→ **Exercise directions**:
Give back every record exactly as it reads.

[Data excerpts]
use assert_cmd::prelude::*;
use std::fs;
use std::path::{Path, PathBuf};
use std::process::Command;

fn repo_root() -> PathBuf {
    let manifest_dir = Path::new(env!("CARGO_MANIFEST_DIR"));
    manifest_dir
        .parent()
        .and_then(|p| p.parent())
        .expect("expected crates/<name> layout")
        .to_path_buf()
}

fn fixture(name: &str) -> String {
    let path = repo_root().join("fixtures").join(name);
    assert!(path.exists(), "fixture missing: {}", path.display());
    path.to_string_lossy().into_owned()
}

fn stdout_of(output: &std::process::Output) -> String {
    String::from_utf8(output.stdout.clone()).expect("utf8 stdout")
}

#[test]
fn cli_prints_the_network_arborescence_as_dot() {
    let exe = assert_cmd::cargo_bin!("spanwood-cli");
    let output = Command::new(exe)
        .args(["a", fixture("network.txt").as_str()])
        .assert()
        .success()
        .get_output()
        .clone();

    let text = stdout_of(&output);
    assert!(text.starts_with("digraph span {\n"), "unexpected output: {text}");
    assert!(text.contains("  \"a\" -> \"b\" [label=\"16\"];\n"));
    assert!(text.contains("  \"b\" -> \"d\" [label=\"17\"];\n"));
    assert!(text.contains("  \"f\" -> \"c\" [label=\"31\"];\n"));
    assert_eq!(text.matches(" -> ").count(), 6);
    assert!(text.ends_with("}\n"));
}

#[test]
fn cli_prints_json_reports() {
    let exe = assert_cmd::cargo_bin!("spanwood-cli");
    let output = Command::new(exe)
        .args([
            "edmonds",
            "--format",
            "json",
            "a",
            fixture("network.txt").as_str(),
        ])
        .assert()
        .success()
        .get_output()
        .clone();

    let value: serde_json::Value = serde_json::from_str(&stdout_of(&output)).expect("json");
    assert_eq!(value["algorithm"], "edmonds");
    assert_eq!(value["root"], "a");
    assert_eq!(value["total_weight"], 122.0);
    assert_eq!(value["synthetic"], 0);
    assert_eq!(value["edges"].as_array().map(Vec::len), Some(6));
}

#[test]
fn cli_runs_kruskal_undirected() {
    let exe = assert_cmd::cargo_bin!("spanwood-cli");
    let output = Command::new(exe)
        .args(["kruskal", fixture("network.txt").as_str()])
        .assert()
        .success()
        .get_output()
        .clone();

    let text = stdout_of(&output);
    assert!(text.starts_with("graph span {\n"));
    assert!(text.contains("  \"e\" -- \"g\" [label=\"11\"];\n"));
    assert_eq!(text.matches(" -- ").count(), 6);
    assert!(!text.contains("->"));
}

#[test]
fn cli_concatenates_inputs_and_reads_stdin() {
    let exe = assert_cmd::cargo_bin!("spanwood-cli");
    let output = assert_cmd::Command::new(exe)
        .args([
            "kruskal",
            "--format",
            "json",
            fixture("network.txt").as_str(),
            "-",
        ])
        .write_stdin("a z 1\n")
        .assert()
        .success()
        .get_output()
        .clone();

    let value: serde_json::Value = serde_json::from_str(&stdout_of(&output)).expect("json");
    assert_eq!(value["total_weight"], 94.0);
    assert_eq!(value["edges"].as_array().map(Vec::len), Some(7));
}

#[test]
fn cli_writes_to_out_path_without_weights() {
    let tmp = tempfile::tempdir().expect("tempdir");
    let out = tmp.path().join("tree.dot");

    let exe = assert_cmd::cargo_bin!("spanwood-cli");
    let output = Command::new(exe)
        .args([
            "--no-weights",
            "--out",
            out.to_string_lossy().as_ref(),
            "a",
            fixture("network.txt").as_str(),
        ])
        .assert()
        .success()
        .get_output()
        .clone();

    assert!(output.stdout.is_empty());
    let text = fs::read_to_string(&out).expect("read out");
    assert!(text.contains("  \"a\" -> \"b\";\n"));
    assert!(!text.contains("label"));
}

#[test]
fn cli_fills_unreachable_vertices_with_synthetic_edges() {
    let exe = assert_cmd::cargo_bin!("spanwood-cli");
    let output = Command::new(exe)
        .args([
            "--format",
            "json",
            "--verify",
            "a",
            fixture("unreachable.txt").as_str(),
        ])
        .assert()
        .success()
        .get_output()
        .clone();

    let value: serde_json::Value = serde_json::from_str(&stdout_of(&output)).expect("json");
    assert_eq!(value["total_weight"], 2.0);
    assert_eq!(value["synthetic"], 1);
}

#[test]
fn cli_strict_fails_when_the_root_cannot_reach_everything() {
    let exe = assert_cmd::cargo_bin!("spanwood-cli");
    let output = Command::new(exe)
        .args(["--strict", "a", fixture("unreachable.txt").as_str()])
        .assert()
        .code(3)
        .get_output()
        .clone();

    // The tree is still printed before failing.
    assert!(stdout_of(&output).starts_with("digraph span {"));
    let stderr = String::from_utf8_lossy(&output.stderr);
    assert!(stderr.contains("2 vertices are unreachable"), "stderr: {stderr}");
}

#[test]
fn cli_rejects_bad_weights() {
    let exe = assert_cmd::cargo_bin!("spanwood-cli");
    let output = Command::new(exe)
        .args(["a", fixture("bad_weight.txt").as_str()])
        .assert()
        .code(1)
        .get_output()
        .clone();

    let stderr = String::from_utf8_lossy(&output.stderr);
    assert!(stderr.contains(":2: invalid weight `heavy`"), "stderr: {stderr}");
}

#[test]
fn cli_rejects_unknown_roots() {
    let exe = assert_cmd::cargo_bin!("spanwood-cli");
    Command::new(exe)
        .args(["nowhere", fixture("network.txt").as_str()])
        .assert()
        .code(1);
}

#[test]
fn cli_reports_usage_errors() {
    let exe = assert_cmd::cargo_bin!("spanwood-cli");
    let output = Command::new(exe)
        .args(["a"])
        .assert()
        .code(2)
        .get_output()
        .clone();

    let stderr = String::from_utf8_lossy(&output.stderr);
    assert!(stderr.contains("Need at least the root name and one file"));
}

→ **Final answer**:
use assert_cmd::prelude::*;
use std::fs;
use std::path::{Path, PathBuf};
use std::process::Command;

fn repo_root() -> PathBuf {
    let manifest_dir = Path::new(env!("CARGO_MANIFEST_DIR"));
    manifest_dir
        .parent()
        .and_then(|p| p.parent())
        .expect("expected crates/<name> layout")
        .to_path_buf()
}

fn fixture(name: &str) -> String {
    let path = repo_root().join("fixtures").join(name);
    assert!(path.exists(), "fixture missing: {}", path.display());
    path.to_string_lossy().into_owned()
}

fn stdout_of(output: &std::process::Output) -> String {
    String::from_utf8(output.stdout.clone()).expect("utf8 stdout")
}

#[test]
fn cli_prints_the_network_arborescence_as_dot() {
    let exe = assert_cmd::cargo_bin!("spanwood-cli");
    let output = Command::new(exe)
        .args(["a", fixture("network.txt").as_str()])
        .assert()
        .success()
        .get_output()
        .clone();

    let text = stdout_of(&output);
    assert!(text.starts_with("digraph span {\n"), "unexpected output: {text}");
    assert!(text.contains("  \"a\" -> \"b\" [label=\"16\"];\n"));
    assert!(text.contains("  \"b\" -> \"d\" [label=\"17\"];\n"));
    assert!(text.contains("  \"f\" -> \"c\" [label=\"31\"];\n"));
    assert_eq!(text.matches(" -> ").count(), 6);
    assert!(text.ends_with("}\n"));
}

#[test]
fn cli_prints_json_reports() {
    let exe = assert_cmd::cargo_bin!("spanwood-cli");
    let output = Command::new(exe)
        .args([
            "edmonds",
            "--format",
            "json",
            "a",
            fixture("network.txt").as_str(),
        ])
        .assert()
        .success()
        .get_output()
        .clone();

    let value: serde_json::Value = serde_json::from_str(&stdout_of(&output)).expect("json");
    assert_eq!(value["algorithm"], "edmonds");
    assert_eq!(value["root"], "a");
    assert_eq!(value["total_weight"], 122.0);
    assert_eq!(value["synthetic"], 0);
    assert_eq!(value["edges"].as_array().map(Vec::len), Some(6));
}

#[test]
fn cli_runs_kruskal_undirected() {
    let exe = assert_cmd::cargo_bin!("spanwood-cli");
    let output = Command::new(exe)
        .args(["kruskal", fixture("network.txt").as_str()])
        .assert()
        .success()
        .get_output()
        .clone();

    let text = stdout_of(&output);
    assert!(text.starts_with("graph span {\n"));
    assert!(text.contains("  \"e\" -- \"g\" [label=\"11\"];\n"));
    assert_eq!(text.matches(" -- ").count(), 6);
    assert!(!text.contains("->"));
}

#[test]
fn cli_concatenates_inputs_and_reads_stdin() {
    let exe = assert_cmd::cargo_bin!("spanwood-cli");
    let output = assert_cmd::Command::new(exe)
        .args([
            "kruskal",
            "--format",
            "json",
            fixture("network.txt").as_str(),
            "-",
        ])
        .write_stdin("a z 1\n")
        .assert()
        .success()
        .get_output()
        .clone();

    let value: serde_json::Value = serde_json::from_str(&stdout_of(&output)).expect("json");
    assert_eq!(value["total_weight"], 94.0);
    assert_eq!(value["edges"].as_array().map(Vec::len), Some(7));
}

#[test]
fn cli_writes_to_out_path_without_weights() {
    let tmp = tempfile::tempdir().expect("tempdir");
    let out = tmp.path().join("tree.dot");

    let exe = assert_cmd::cargo_bin!("spanwood-cli");
    let output = Command::new(exe)
        .args([
            "--no-weights",
            "--out",
            out.to_string_lossy().as_ref(),
            "a",
            fixture("network.txt").as_str(),
        ])
        .assert()
        .success()
        .get_output()
        .clone();

    assert!(output.stdout.is_empty());
    let text = fs::read_to_string(&out).expect("read out");
    assert!(text.contains("  \"a\" -> \"b\";\n"));
    assert!(!text.contains("label"));
}

#[test]
fn cli_fills_unreachable_vertices_with_synthetic_edges() {
    let exe = assert_cmd::cargo_bin!("spanwood-cli");
    let output = Command::new(exe)
        .args([
            "--format",
            "json",
            "--verify",
            "a",
            fixture("unreachable.txt").as_str(),
        ])
        .assert()
        .success()
        .get_output()
        .clone();

    let value: serde_json::Value = serde_json::from_str(&stdout_of(&output)).expect("json");
    assert_eq!(value["total_weight"], 2.0);
    assert_eq!(value["synthetic"], 1);
}

#[test]
fn cli_strict_fails_when_the_root_cannot_reach_everything() {
    let exe = assert_cmd::cargo_bin!("spanwood-cli");
    let output = Command::new(exe)
        .args(["--strict", "a", fixture("unreachable.txt").as_str()])
        .assert()
        .code(3)
        .get_output()
        .clone();

    // The tree is still printed before failing.
    assert!(stdout_of(&output).starts_with("digraph span {"));
    let stderr = String::from_utf8_lossy(&output.stderr);
    assert!(stderr.contains("2 vertices are unreachable"), "stderr: {stderr}");
}

#[test]
fn cli_rejects_bad_weights() {
    let exe = assert_cmd::cargo_bin!("spanwood-cli");
    let output = Command::new(exe)
        .args(["a", fixture("bad_weight.txt").as_str()])
        .assert()
        .code(1)
        .get_output()
        .clone();

    let stderr = String::from_utf8_lossy(&output.stderr);
    assert!(stderr.contains(":2: invalid weight `heavy`"), "stderr: {stderr}");
}

#[test]
fn cli_rejects_unknown_roots() {
    let exe = assert_cmd::cargo_bin!("spanwood-cli");
    Command::new(exe)
        .args(["nowhere", fixture("network.txt").as_str()])
        .assert()
        .code(1);
}

#[test]
fn cli_reports_usage_errors() {
    let exe = assert_cmd::cargo_bin!("spanwood-cli");
    let output = Command::new(exe)
        .args(["a"])
        .assert()
        .code(2)
        .get_output()
        .clone();

    let stderr = String::from_utf8_lossy(&output.stderr);
    assert!(stderr.contains("Need at least the root name and one file"));
}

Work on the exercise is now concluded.